Reactable ionic liquid in situ-induced synthesis of Fe3O4 nanoparticles modified N-doped hollow porous carbon microtubes for boosting multifunctional electrocatalytic activity

Abstract

Oxygen reduction reaction (ORR), oxygen evolution reaction (OER) and hydrogen evolution reaction (HER) are three paramount electrochemical processes for renewable energy conversion technologies consisting of fuel cells, metal-air batteries and water splitting devices. There remains a big challenge to fabricate low-cost and durable electrocatalysts with optimal catalytic performance for ORR, OER and HER. 3D hollow porous carbon based materials with attractive structural properties are usually constructed as promising candidates for electrocatalysis.
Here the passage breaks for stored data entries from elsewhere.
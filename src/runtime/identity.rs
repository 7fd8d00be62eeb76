// ABOUTME: RuntimeIdentity and PlatformKind, the output of platform detection.
// ABOUTME: Includes string parsing for config files, env overrides and the CLI.

use serde::{Deserialize, Serialize};
use std::fmt;
use std::str::FromStr;

/// The container engine family present on the host.
#[derive(Debug, Clone, Copy, PartialEq, Eq, Hash, Serialize, Deserialize)]
#[serde(rename_all = "lowercase")]
pub enum RuntimeIdentity {
    Docker,
    Podman,
    Kubernetes,
    Containerd,
    #[serde(rename = "cri-o", alias = "crio")]
    CriO,
    #[serde(alias = "lxc")]
    Lxd,
    /// Nothing to manage: every operation is a no-op.
    #[serde(alias = "none")]
    Host,
}

impl RuntimeIdentity {
    pub const ALL: [RuntimeIdentity; 7] = [
        RuntimeIdentity::Docker,
        RuntimeIdentity::Podman,
        RuntimeIdentity::Kubernetes,
        RuntimeIdentity::Containerd,
        RuntimeIdentity::CriO,
        RuntimeIdentity::Lxd,
        RuntimeIdentity::Host,
    ];

    pub fn as_str(&self) -> &'static str {
        match self {
            RuntimeIdentity::Docker => "docker",
            RuntimeIdentity::Podman => "podman",
            RuntimeIdentity::Kubernetes => "kubernetes",
            RuntimeIdentity::Containerd => "containerd",
            RuntimeIdentity::CriO => "cri-o",
            RuntimeIdentity::Lxd => "lxd",
            RuntimeIdentity::Host => "host",
        }
    }

    pub fn is_host(&self) -> bool {
        matches!(self, RuntimeIdentity::Host)
    }

    pub fn platform_kind(&self) -> PlatformKind {
        match self {
            RuntimeIdentity::Kubernetes => PlatformKind::Kubernetes,
            RuntimeIdentity::Host => PlatformKind::Host,
            _ => PlatformKind::Standalone,
        }
    }
}

impl fmt::Display for RuntimeIdentity {
    fn fmt(&self, f: &mut fmt::Formatter<'_>) -> fmt::Result {
        f.write_str(self.as_str())
    }
}

#[derive(Debug, Clone, PartialEq, Eq, thiserror::Error)]
#[error("unknown runtime: {0} (expected docker, podman, kubernetes, containerd, cri-o, lxd or host)")]
pub struct ParseRuntimeIdentityError(pub String);

impl FromStr for RuntimeIdentity {
    type Err = ParseRuntimeIdentityError;

    fn from_str(s: &str) -> Result<Self, Self::Err> {
        match s.trim().to_ascii_lowercase().as_str() {
            "docker" => Ok(RuntimeIdentity::Docker),
            "podman" => Ok(RuntimeIdentity::Podman),
            "kubernetes" | "k8s" => Ok(RuntimeIdentity::Kubernetes),
            "containerd" => Ok(RuntimeIdentity::Containerd),
            "cri-o" | "crio" => Ok(RuntimeIdentity::CriO),
            "lxd" | "lxc" => Ok(RuntimeIdentity::Lxd),
            "host" | "none" => Ok(RuntimeIdentity::Host),
            _ => Err(ParseRuntimeIdentityError(s.to_string())),
        }
    }
}

/// What kind of platform the process runs on.
#[derive(Debug, Clone, Copy, PartialEq, Eq, Serialize)]
#[serde(rename_all = "lowercase")]
pub enum PlatformKind {
    Standalone,
    Kubernetes,
    Host,
}

impl fmt::Display for PlatformKind {
    fn fmt(&self, f: &mut fmt::Formatter<'_>) -> fmt::Result {
        let s = match self {
            PlatformKind::Standalone => "standalone",
            PlatformKind::Kubernetes => "kubernetes",
            PlatformKind::Host => "host",
        };
        f.write_str(s)
    }
}

/// One classification of "what is running here", produced once per process.
#[derive(Debug, Clone, Copy, PartialEq, Eq)]
pub struct Detection {
    pub platform: PlatformKind,
    pub identity: RuntimeIdentity,
}

impl Detection {
    pub fn of(identity: RuntimeIdentity) -> Self {
        Self {
            platform: identity.platform_kind(),
            identity,
        }
    }
}
// ABOUTME: Minimal HTTP/1.1 server on a Unix socket standing in for an engine API.
// ABOUTME: Records each request and answers every one with the same canned response.

use std::path::PathBuf;
use std::sync::{Arc, Mutex};
use tempfile::TempDir;
use tokio::io::{AsyncReadExt, AsyncWriteExt};
use tokio::net::{UnixListener, UnixStream};

#[derive(Debug, Clone)]
pub struct RecordedRequest {
    pub method: String,
    pub target: String,
    pub headers: Vec<(String, String)>,
    pub body: Vec<u8>,
}

impl RecordedRequest {
    pub fn header(&self, name: &str) -> Option<&str> {
        self.headers
            .iter()
            .find(|(k, _)| k.eq_ignore_ascii_case(name))
            .map(|(_, v)| v.as_str())
    }

    pub fn json(&self) -> serde_json::Value {
        serde_json::from_slice(&self.body).unwrap()
    }
}

pub struct FakeEngine {
    pub path: PathBuf,
    requests: Arc<Mutex<Vec<RecordedRequest>>>,
    _dir: TempDir,
}

impl FakeEngine {
    /// Listen on a fresh socket; every request is answered with `status` and `body`.
    pub async fn spawn(status: u16, body: &'static str) -> Self {
        let dir = TempDir::new().unwrap();
        let path = dir.path().join("engine.sock");
        let listener = UnixListener::bind(&path).unwrap();
        let requests = Arc::new(Mutex::new(Vec::new()));

        let recorded = Arc::clone(&requests);
        tokio::spawn(async move {
            while let Ok((stream, _)) = listener.accept().await {
                let recorded = Arc::clone(&recorded);
                tokio::spawn(async move {
                    serve(stream, status, body, recorded).await;
                });
            }
        });

        Self {
            path,
            requests,
            _dir: dir,
        }
    }

    pub fn requests(&self) -> Vec<RecordedRequest> {
        self.requests.lock().unwrap().clone()
    }
}

async fn serve(
    mut stream: UnixStream,
    status: u16,
    body: &str,
    recorded: Arc<Mutex<Vec<RecordedRequest>>>,
) -> Option<()> {
    let mut buf = Vec::new();
    let mut chunk = [0u8; 4096];

    let header_end = loop {
        let n = stream.read(&mut chunk).await.ok()?;
        if n == 0 {
            return None;
        }
        buf.extend_from_slice(&chunk[..n]);
        if let Some(pos) = buf.windows(4).position(|w| w == b"\r\n\r\n") {
            break pos + 4;
        }
    };

    let head = String::from_utf8_lossy(&buf[..header_end]).to_string();
    let mut lines = head.split("\r\n");
    let mut request_line = lines.next()?.split_whitespace();
    let method = request_line.next()?.to_string();
    let target = request_line.next()?.to_string();

    let headers: Vec<(String, String)> = lines
        .filter_map(|line| line.split_once(':'))
        .map(|(k, v)| (k.trim().to_string(), v.trim().to_string()))
        .collect();

    let content_length = headers
        .iter()
        .find(|(k, _)| k.eq_ignore_ascii_case("content-length"))
        .and_then(|(_, v)| v.parse::<usize>().ok())
        .unwrap_or(0);

    let mut request_body = buf[header_end..].to_vec();
    while request_body.len() < content_length {
        let n = stream.read(&mut chunk).await.ok()?;
        if n == 0 {
            break;
        }
        request_body.extend_from_slice(&chunk[..n]);
    }

    // Record before responding so the client never observes a reply without its request.
    recorded.lock().unwrap().push(RecordedRequest {
        method,
        target,
        headers,
        body: request_body,
    });

    let response = format!(
        "HTTP/1.1 {} Fake\r\nContent-Type: application/json\r\nContent-Length: {}\r\nConnection: close\r\n\r\n{}",
        status,
        body.len(),
        body
    );
    stream.write_all(response.as_bytes()).await.ok()?;
    stream.shutdown().await.ok()
}
// ABOUTME: Validated container identifier accepted by every lifecycle operation.
// ABOUTME: Covers names and hex IDs across Docker, Podman, Kubernetes, containerd, CRI-O and LXD.

use std::fmt;
use std::str::FromStr;
use thiserror::Error;

const MAX_LEN: usize = 253;

#[derive(Debug, Error, PartialEq, Eq)]
pub enum ContainerNameError {
    #[error("container name cannot be empty")]
    Empty,

    #[error("container name exceeds maximum length of {MAX_LEN} characters")]
    TooLong,

    #[error("container name must start with a letter or digit")]
    InvalidStart,

    #[error("invalid character in container name: '{0}'")]
    InvalidChar(char),
}

/// A container name or ID.
///
/// Accepts ASCII letters, digits, `_`, `.` and `-`, starting with a letter
/// or digit, which every supported engine allows in a name.
/// Anything that could change the meaning of a CLI argument vector or a URL
/// path segment (whitespace, `/`, `?`, a leading `-`) is rejected up front.
#[derive(Debug, Clone, PartialEq, Eq, Hash)]
pub struct ContainerName(String);

impl ContainerName {
    pub fn new(value: &str) -> Result<Self, ContainerNameError> {
        let first = value.chars().next().ok_or(ContainerNameError::Empty)?;

        if value.len() > MAX_LEN {
            return Err(ContainerNameError::TooLong);
        }

        if !first.is_ascii_alphanumeric() {
            return Err(ContainerNameError::InvalidStart);
        }

        if let Some(c) = value
            .chars()
            .find(|c| !c.is_ascii_alphanumeric() && !matches!(c, '_' | '.' | '-'))
        {
            return Err(ContainerNameError::InvalidChar(c));
        }

        Ok(Self(value.to_string()))
    }

    pub fn as_str(&self) -> &str {
        &self.0
    }
}

impl FromStr for ContainerName {
    type Err = ContainerNameError;

    fn from_str(s: &str) -> Result<Self, Self::Err> {
        Self::new(s)
    }
}

impl fmt::Display for ContainerName {
    fn fmt(&self, f: &mut fmt::Formatter<'_>) -> fmt::Result {
        f.write_str(&self.0)
    }
}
Herein, we report a reactable ionic liquid (IL) in situ-induced synthesis of Fe3O4 nanoparticles decorated willow catkins derived N-doped 3D hollow porous carbon microtubes multifunctional electrocatalyst (Fe3O4/NCMTs-800(IL)). IL shows a huge advantage of control in synthesizing small size Fe3O4 nanoparticles, achieving uniform nanoparticles on hollow carbon microtubes owing to the interaction between the IL and carbon substrate. The Fe3O4/NCMTs-800(IL) electrocatalyst affords a positive half-wave potential for ORR, small overpotential for the OER and HER, and high stability for water splitting activity. The as-obtained electrocatalyst exhibits efficient and robust electrocatalytic performance can be ascribed to the special 3D porous structure and the synergistic effect of Fe3O4 and doped-N species. The approach indicates the great electrochemical energy applications for biomass and ionic liquids.